* What the task asks
Reproduce every line that appears below, precisely and completely.

(Stored items)

++++++++

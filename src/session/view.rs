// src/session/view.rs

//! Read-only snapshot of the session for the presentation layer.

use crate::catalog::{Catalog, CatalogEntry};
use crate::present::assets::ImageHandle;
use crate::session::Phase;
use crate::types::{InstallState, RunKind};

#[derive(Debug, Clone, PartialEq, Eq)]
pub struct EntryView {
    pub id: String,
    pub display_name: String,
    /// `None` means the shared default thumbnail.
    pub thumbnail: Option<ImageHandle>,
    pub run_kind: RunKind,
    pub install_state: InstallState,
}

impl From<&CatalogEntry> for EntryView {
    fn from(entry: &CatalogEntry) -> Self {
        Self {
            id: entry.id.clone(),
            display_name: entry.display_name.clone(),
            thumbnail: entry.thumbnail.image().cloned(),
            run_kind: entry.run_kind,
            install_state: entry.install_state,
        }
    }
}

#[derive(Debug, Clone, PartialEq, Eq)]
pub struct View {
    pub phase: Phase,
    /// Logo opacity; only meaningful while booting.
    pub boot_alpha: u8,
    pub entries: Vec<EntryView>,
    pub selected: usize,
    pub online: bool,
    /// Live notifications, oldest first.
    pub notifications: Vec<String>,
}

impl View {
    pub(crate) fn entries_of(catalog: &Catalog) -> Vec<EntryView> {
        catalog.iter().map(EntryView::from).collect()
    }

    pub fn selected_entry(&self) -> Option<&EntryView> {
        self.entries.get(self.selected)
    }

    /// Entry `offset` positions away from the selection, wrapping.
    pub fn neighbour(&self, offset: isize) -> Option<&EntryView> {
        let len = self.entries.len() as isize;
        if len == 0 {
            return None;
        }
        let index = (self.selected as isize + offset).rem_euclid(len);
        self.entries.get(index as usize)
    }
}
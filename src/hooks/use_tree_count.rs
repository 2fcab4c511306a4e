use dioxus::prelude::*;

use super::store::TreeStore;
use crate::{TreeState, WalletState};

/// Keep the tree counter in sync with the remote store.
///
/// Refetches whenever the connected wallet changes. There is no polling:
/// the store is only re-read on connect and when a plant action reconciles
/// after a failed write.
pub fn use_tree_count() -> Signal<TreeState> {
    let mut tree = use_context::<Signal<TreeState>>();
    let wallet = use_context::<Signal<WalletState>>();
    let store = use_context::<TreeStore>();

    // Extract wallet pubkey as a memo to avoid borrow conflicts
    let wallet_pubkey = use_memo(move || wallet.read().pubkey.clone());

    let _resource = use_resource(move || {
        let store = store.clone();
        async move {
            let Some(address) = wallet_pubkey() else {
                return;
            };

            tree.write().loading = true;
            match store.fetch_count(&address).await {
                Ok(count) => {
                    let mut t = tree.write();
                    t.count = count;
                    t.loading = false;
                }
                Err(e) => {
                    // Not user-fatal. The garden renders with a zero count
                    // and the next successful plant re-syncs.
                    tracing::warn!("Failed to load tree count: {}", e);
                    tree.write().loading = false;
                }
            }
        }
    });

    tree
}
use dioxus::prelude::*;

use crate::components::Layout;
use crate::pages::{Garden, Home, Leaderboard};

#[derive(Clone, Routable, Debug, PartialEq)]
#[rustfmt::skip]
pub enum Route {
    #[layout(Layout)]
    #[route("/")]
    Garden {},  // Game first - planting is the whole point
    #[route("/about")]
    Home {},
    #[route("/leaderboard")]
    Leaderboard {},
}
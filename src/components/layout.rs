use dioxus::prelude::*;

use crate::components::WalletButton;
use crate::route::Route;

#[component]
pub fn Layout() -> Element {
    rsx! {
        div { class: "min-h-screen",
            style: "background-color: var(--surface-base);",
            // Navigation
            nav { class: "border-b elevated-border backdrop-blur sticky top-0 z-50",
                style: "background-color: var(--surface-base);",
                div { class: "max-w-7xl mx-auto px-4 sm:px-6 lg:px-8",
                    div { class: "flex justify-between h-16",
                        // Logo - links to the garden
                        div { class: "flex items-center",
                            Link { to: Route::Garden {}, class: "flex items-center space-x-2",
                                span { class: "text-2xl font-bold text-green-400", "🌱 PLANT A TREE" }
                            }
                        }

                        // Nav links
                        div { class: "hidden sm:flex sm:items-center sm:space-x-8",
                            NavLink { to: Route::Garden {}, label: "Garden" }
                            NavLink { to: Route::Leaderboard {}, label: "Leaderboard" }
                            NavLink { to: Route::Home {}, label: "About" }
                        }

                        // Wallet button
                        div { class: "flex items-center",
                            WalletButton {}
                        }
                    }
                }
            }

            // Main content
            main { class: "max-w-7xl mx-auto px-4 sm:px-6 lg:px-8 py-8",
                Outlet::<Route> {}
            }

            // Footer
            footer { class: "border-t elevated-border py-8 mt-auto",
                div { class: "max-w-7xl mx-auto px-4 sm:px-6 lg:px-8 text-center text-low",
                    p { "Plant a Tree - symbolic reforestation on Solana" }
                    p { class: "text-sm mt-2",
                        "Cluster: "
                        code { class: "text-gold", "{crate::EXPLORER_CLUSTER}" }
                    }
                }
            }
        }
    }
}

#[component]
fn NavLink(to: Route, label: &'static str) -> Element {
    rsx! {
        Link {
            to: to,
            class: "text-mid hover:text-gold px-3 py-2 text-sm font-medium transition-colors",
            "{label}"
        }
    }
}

++++++++

* Written solution
filename src/session/view.rs
// src/session/view.rs

//! Read-only snapshot of the session for the presentation layer.

use crate::catalog::{Catalog, CatalogEntry};
use crate::present::assets::ImageHandle;
use crate::session::Phase;
use crate::types::{InstallState, RunKind};

#[derive(Debug, Clone, PartialEq, Eq)]
pub struct EntryView {
    pub id: String,
    pub display_name: String,
    /// `None` means the shared default thumbnail.
    pub thumbnail: Option<ImageHandle>,
    pub run_kind: RunKind,
    pub install_state: InstallState,
}

impl From<&CatalogEntry> for EntryView {
    fn from(entry: &CatalogEntry) -> Self {
        Self {
            id: entry.id.clone(),
            display_name: entry.display_name.clone(),
            thumbnail: entry.thumbnail.image().cloned(),
            run_kind: entry.run_kind,
            install_state: entry.install_state,
        }
    }
}

#[derive(Debug, Clone, PartialEq, Eq)]
pub struct View {
    pub phase: Phase,
    /// Logo opacity; only meaningful while booting.
    pub boot_alpha: u8,
    pub entries: Vec<EntryView>,
    pub selected: usize,
    pub online: bool,
    /// Live notifications, oldest first.
    pub notifications: Vec<String>,
}

impl View {
    pub(crate) fn entries_of(catalog: &Catalog) -> Vec<EntryView> {
        catalog.iter().map(EntryView::from).collect()
    }

    pub fn selected_entry(&self) -> Option<&EntryView> {
        self.entries.get(self.selected)
    }

    /// Entry `offset` positions away from the selection, wrapping.
    pub fn neighbour(&self, offset: isize) -> Option<&EntryView> {
        let len = self.entries.len() as isize;
        if len == 0 {
            return None;
        }
        let index = (self.selected as isize + offset).rem_euclid(len);
        self.entries.get(index as usize)
    }
}
filename src/hooks/use_tree_count.rs
repository 2fcab4c511306a4e
use dioxus::prelude::*;

use super::store::TreeStore;
use crate::{TreeState, WalletState};

/// Keep the tree counter in sync with the remote store.
///
/// Refetches whenever the connected wallet changes. There is no polling:
/// the store is only re-read on connect and when a plant action reconciles
/// after a failed write.
pub fn use_tree_count() -> Signal<TreeState> {
    let mut tree = use_context::<Signal<TreeState>>();
    let wallet = use_context::<Signal<WalletState>>();
    let store = use_context::<TreeStore>();

    // Extract wallet pubkey as a memo to avoid borrow conflicts
    let wallet_pubkey = use_memo(move || wallet.read().pubkey.clone());

    let _resource = use_resource(move || {
        let store = store.clone();
        async move {
            let Some(address) = wallet_pubkey() else {
                return;
            };

            tree.write().loading = true;
            match store.fetch_count(&address).await {
                Ok(count) => {
                    let mut t = tree.write();
                    t.count = count;
                    t.loading = false;
                }
                Err(e) => {
                    // Not user-fatal. The garden renders with a zero count
                    // and the next successful plant re-syncs.
                    tracing::warn!("Failed to load tree count: {}", e);
                    tree.write().loading = false;
                }
            }
        }
    });

    tree
}
use dioxus::prelude::*;

use crate::components::Layout;
use crate::pages::{Garden, Home, Leaderboard};

#[derive(Clone, Routable, Debug, PartialEq)]
#[rustfmt::skip]
pub enum Route {
    #[layout(Layout)]
    #[route("/")]
    Garden {},  // Game first - planting is the whole point
    #[route("/about")]
    Home {},
    #[route("/leaderboard")]
    Leaderboard {},
}
filename src/components/layout.rs
use dioxus::prelude::*;

use crate::components::WalletButton;
use crate::route::Route;

#[component]
pub fn Layout() -> Element {
    rsx! {
        div { class: "min-h-screen",
            style: "background-color: var(--surface-base);",
            // Navigation
            nav { class: "border-b elevated-border backdrop-blur sticky top-0 z-50",
                style: "background-color: var(--surface-base);",
                div { class: "max-w-7xl mx-auto px-4 sm:px-6 lg:px-8",
                    div { class: "flex justify-between h-16",
                        // Logo - links to the garden
                        div { class: "flex items-center",
                            Link { to: Route::Garden {}, class: "flex items-center space-x-2",
                                span { class: "text-2xl font-bold text-green-400", "🌱 PLANT A TREE" }
                            }
                        }

                        // Nav links
                        div { class: "hidden sm:flex sm:items-center sm:space-x-8",
                            NavLink { to: Route::Garden {}, label: "Garden" }
                            NavLink { to: Route::Leaderboard {}, label: "Leaderboard" }
                            NavLink { to: Route::Home {}, label: "About" }
                        }

                        // Wallet button
                        div { class: "flex items-center",
                            WalletButton {}
                        }
                    }
                }
            }

            // Main content
            main { class: "max-w-7xl mx-auto px-4 sm:px-6 lg:px-8 py-8",
                Outlet::<Route> {}
            }

            // Footer
            footer { class: "border-t elevated-border py-8 mt-auto",
                div { class: "max-w-7xl mx-auto px-4 sm:px-6 lg:px-8 text-center text-low",
                    p { "Plant a Tree - symbolic reforestation on Solana" }
                    p { class: "text-sm mt-2",
                        "Cluster: "
                        code { class: "text-gold", "{crate::EXPLORER_CLUSTER}" }
                    }
                }
            }
        }
    }
}

#[component]
fn NavLink(to: Route, label: &'static str) -> Element {
    rsx! {
        Link {
            to: to,
            class: "text-mid hover:text-gold px-3 py-2 text-sm font-medium transition-colors",
            "{label}"
        }
    }
}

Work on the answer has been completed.